Here is a graph of the year-over-year change in inventory according to realtor.com. Note: I corrected a sign error in the data for Feb 26, 2022.






Note the rapid increase in the YoY change, from down 30% at the beginning of the year, to up 9% YoY now. It will be important to watch if that trend continues. It appears that inventory growth is accelerating, as demand declines. (Earlier today, the NAR reported pending home sales were down 9.1% year-over-year in April.)

The previous week, inventory was down 5.0% YoY according to Realtor.com. That is somewhat lower than the 8.2% decline that Altos reported for the similar period. I expect Altos to report a larger year-over-year increase in inventory on Monday.

The bottom line is inventory is key, and inventory is now increasing year-over-year (but still very low). Inventory will be a key focus this year!
https://calculatedrisk.substack.com/p/realtorcom-reports-weekly-inventory-dbc
7   joshuatrio   2022 May 26, 1:17pm  

Things are sitting now. Price cuts happening on a lot of listings.

It's different this time.
8   richwicks   2022 May 26, 2:05pm  

joshuatrio says

Things are sitting now. Price cuts happening on a lot of listings.

It's different this time.


It's Depression 2.0
9   GNL   2022 May 26, 4:03pm  

richwicks says

joshuatrio says

Things are sitting now. Price cuts happening on a lot of listings.

It's different this time.


It's Depression 2.0

Is that your prediction?
10   Booger   2022 May 26, 5:12pm  

richwicks says
It's Depression 2.0


I'm thinking that if there is anyone that is going to get hit hard, it's factory workers in China.

Even if sales of stuff has dropped off, there is such low inventory of things like appliances, vehicles, doors, windows, and lots of other things that just rebuilding inventory to normal levels is going to take a while. Probably the rest of the year, at least. I didn't think that car lots will be filled in a year.
11   richwicks   2022 May 26, 6:01pm  

HunterTits says
richwicks says
It's Depression 2.0


Not for me. I don't own and never have.
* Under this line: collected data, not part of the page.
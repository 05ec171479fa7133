use anyhow::Result;

use crate::types::JobRecord;

/// Destination for the final, filtered job list
pub trait JobOutputPort: Send + Sync {
    fn write_jobs(&self, records: &[JobRecord]) -> Result<()>;

    /// Human-readable description of where output goes, for summaries
    fn describe(&self) -> String;
}
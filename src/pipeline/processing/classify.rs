use crate::constants::{FIELD_EXPERIENCE_LEVEL, FIELD_TITLE};
use crate::types::{ExperienceLevel, JobRecord};

const ENTRY_KEYWORDS: [&str; 15] = [
    "junior",
    "trainee",
    "intern",
    "entry",
    "graduate",
    "fresher",
    "associate",
    "beginner",
    "apprentice",
    "0-1 year",
    "0-2 year",
    "new grad",
    "recent graduate",
    "jr.",
    "jr ",
];

const SENIOR_KEYWORDS: [&str; 17] = [
    "senior",
    "sr.",
    "sr ",
    "lead",
    "principal",
    "architect",
    "manager",
    "head",
    "director",
    "chief",
    "expert",
    "5+ year",
    "7+ year",
    "team lead",
    "tech lead",
    "technical lead",
    "staff",
];

const MID_KEYWORDS: [&str; 9] = [
    "mid",
    "intermediate",
    "regular",
    "2-5 year",
    "3-6 year",
    "experienced",
    "specialist",
    "developer ii",
    "engineer ii",
];

/// Infer seniority from a job title.
///
/// Keyword sets are checked entry first, then senior, then mid, so a title
/// carrying both an entry and a senior term ("Senior Intern") is entry level.
/// Titles with no signal default to mid.
pub fn classify_experience(title: &str) -> ExperienceLevel {
    matched_level(title).unwrap_or(ExperienceLevel::Mid)
}

/// The first keyword set with a hit, in priority order
fn matched_level(title: &str) -> Option<ExperienceLevel> {
    let title = title.to_lowercase();
    [
        (&ENTRY_KEYWORDS[..], ExperienceLevel::Entry),
        (&SENIOR_KEYWORDS[..], ExperienceLevel::Senior),
        (&MID_KEYWORDS[..], ExperienceLevel::Mid),
    ]
    .into_iter()
    .find(|(keywords, _)| keywords.iter().any(|k| title.contains(k)))
    .map(|(_, level)| level)
}

/// Return the record's experience level, classifying and stamping it onto the
/// record first if it has none. An existing value is authoritative.
pub fn ensure_experience_level(record: &mut JobRecord) -> String {
    if let Some(level) = record.experience_level() {
        return level.to_string();
    }

    let level = classify_experience(record.text(FIELD_TITLE));
    record.set(FIELD_EXPERIENCE_LEVEL, level.as_str());
    level.as_str().to_string()
}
Hope the homeowners take a fucking bath, actually.


There's a double edge sword to Depression 2.0

1) real estate is a liability, not an asset.
2) no jobs.

Booger says
I'm thinking that if there is anyone that is going to get hit hard, it's factory workers in China.
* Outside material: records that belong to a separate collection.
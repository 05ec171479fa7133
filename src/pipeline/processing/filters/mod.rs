//! Single-criterion filter stages and the aggregate filter built from them.
//!
//! Every stage consumes a batch of records and returns the survivors, in input
//! order, together with the stats for that run. A stage with nothing
//! configured passes its input through untouched.

use serde::Serialize;

use crate::types::JobRecord;

pub mod company;
pub mod date;
pub mod experience;
pub mod job_type;
pub mod keyword;
pub mod location;
pub mod main_filter;
pub mod salary;

pub use company::CompanyFilter;
pub use date::DateFilter;
pub use experience::ExperienceFilter;
pub use job_type::JobTypeFilter;
pub use keyword::KeywordFilter;
pub use location::LocationFilter;
pub use main_filter::{FilterCriteria, MainJobFilter};
pub use salary::SalaryFilter;

/// Common trait for all filtering stages
pub trait JobFilter: Send + Sync {
    /// Stable identifier used as the key in stats and pipeline reports
    fn name(&self) -> &'static str;

    /// Filter a batch of records. Survivors keep their relative order and are
    /// the input records themselves, possibly enriched with derived fields.
    fn filter(&self, records: Vec<JobRecord>) -> FilterOutcome;
}

/// Records surviving a stage plus the stats for that run
#[derive(Debug, Clone, PartialEq)]
pub struct FilterOutcome {
    pub records: Vec<JobRecord>,
    pub stats: FilterStats,
}

impl FilterOutcome {
    /// Outcome for a stage that had nothing to do
    pub fn pass_through(records: Vec<JobRecord>) -> Self {
        let stats = FilterStats::completed(records.len(), records.len());
        Self { records, stats }
    }

    /// Outcome for a stage that kept `kept` out of `original_count` records
    pub fn kept(original_count: usize, kept: Vec<JobRecord>) -> Self {
        let stats = FilterStats::completed(original_count, kept.len());
        Self { records: kept, stats }
    }
}

/// Per-run counters for a stage. Fresh for every call; nothing accumulates
/// across runs of the same stage instance.
#[derive(Debug, Clone, Default, PartialEq, Eq, Serialize)]
pub struct FilterStats {
    pub original_count: usize,
    pub final_count: usize,
    pub filtered_out: usize,
    /// Named intermediate counts in the order they were recorded
    pub counts: Vec<(String, usize)>,
}

impl FilterStats {
    pub fn new(original_count: usize) -> Self {
        Self {
            original_count,
            ..Self::default()
        }
    }

    pub fn completed(original_count: usize, final_count: usize) -> Self {
        let mut stats = Self::new(original_count);
        stats.finish(final_count);
        stats
    }

    /// Record a named intermediate count
    pub fn record(&mut self, name: impl Into<String>, count: usize) {
        self.counts.push((name.into(), count));
    }

    pub fn finish(&mut self, final_count: usize) {
        self.final_count = final_count;
        self.filtered_out = self.original_count.saturating_sub(final_count);
    }

    /// Look up a named intermediate count
    pub fn count(&self, name: &str) -> Option<usize> {
        self.counts
            .iter()
            .find(|(key, _)| key == name)
            .map(|(_, count)| *count)
    }
}

/// Lowercase, trim and drop blank entries from a configured term list
pub(crate) fn prepare_terms(terms: &[String]) -> Vec<String> {
    terms
        .iter()
        .map(|term| term.trim().to_lowercase())
        .filter(|term| !term.is_empty())
        .collect()
}

/// Case-insensitive substring match of any term against already-lowercased text
pub(crate) fn contains_any(haystack: &str, terms: &[String]) -> bool {
    terms.iter().any(|term| haystack.contains(term.as_str()))
}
India and China I think will be up and coming, and will replace Europe and the United States. South America might be OK and might even flourish.

How bad this gets is how many people were stupid enough to have non fixed rates debt. Anybody on an ARM mortgage - they're fucked and remember, Greenspan told EVERYBODY to get on an adjustable rate mortgage, 15-20 years ago.

My theory is that the financial markets are designed to cause maximum pain to people that listen to these sociopaths.
12   HeadSet   2022 May 26, 6:20pm  

richwicks says
Greenspan told EVERYBODY to get on an adjustable rate mortgage, 15-20 years ago.

Good advice at the time, as an adjustable rate mortgage taken out 20 years ago would have had downward rate adjustments until now.